§ Instructions for the task:
Reproduce, exactly, the lines of the material below from the line containing "use proptest::prelude::*;" through the line containing "fn key() ->", with both end lines included and nothing else.

§ Supplied data:
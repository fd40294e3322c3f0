// tests/property/strategies.rs

//! Shared generators for events, rooms, and rules.

use proptest::collection::{btree_set, vec};
use proptest::prelude::*;
use roomgraph::core::events::Event;
use roomgraph::core::room::RoomId;
use roomgraph::core::rules::{Rule, RuleSpec};

pub fn room_id() -> impl Strategy<Value = RoomId> {
    "[a-z]{1,3}(\\.[a-z]{1,3})?".prop_map(|name| RoomId::parse(&name).unwrap())
}

fn key() -> impl Strategy<Value = String> {
    prop_oneof![Just("type"), Just("ip"), Just("feed")].prop_map(str::to_string)
}

fn value() -> impl Strategy<Value = String> {
    "[a-c]{1,2}"
}

pub fn event() -> impl Strategy<Value = Event> {
    vec((key(), value()), 0..6).prop_map(|pairs| pairs.into_iter().collect())
}

pub fn rule_spec() -> impl Strategy<Value = RuleSpec> {
    let leaf = prop_oneof![
        (key(), value()).prop_map(|(k, v)| RuleSpec::equals(k, v)),
        (key(), "[a-c*?]{1,3}").prop_map(|(k, p)| RuleSpec::glob(k, p)),
        key().prop_map(RuleSpec::HasKey),
        value().prop_map(RuleSpec::Contains),
    ];
    leaf.prop_recursive(3, 16, 3, |inner| {
        prop_oneof![
            vec(inner.clone(), 1..3).prop_map(RuleSpec::And),
            vec(inner.clone(), 1..3).prop_map(RuleSpec::Or),
            inner.prop_map(|spec| RuleSpec::Not(Box::new(spec))),
        ]
    })
}

pub fn rule() -> impl Strategy<Value = Rule> {
    prop_oneof![
        1 => Just(Rule::Anything),
        4 => rule_spec().prop_map(Rule::Match),
    ]
}

pub fn destinations() -> impl Strategy<Value = std::collections::BTreeSet<RoomId>> {
    btree_set(room_id(), 0..4)
}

§ Solution for this exercise:
use proptest::prelude::*;
use roomgraph::core::events::Event;
use roomgraph::core::room::RoomId;
use roomgraph::core::rules::{Rule, RuleSpec};

pub fn room_id() -> impl Strategy<Value = RoomId> {
    "[a-z]{1,3}(\\.[a-z]{1,3})?".prop_map(|name| RoomId::parse(&name).unwrap())
}

fn key() -> impl Strategy<Value = String> {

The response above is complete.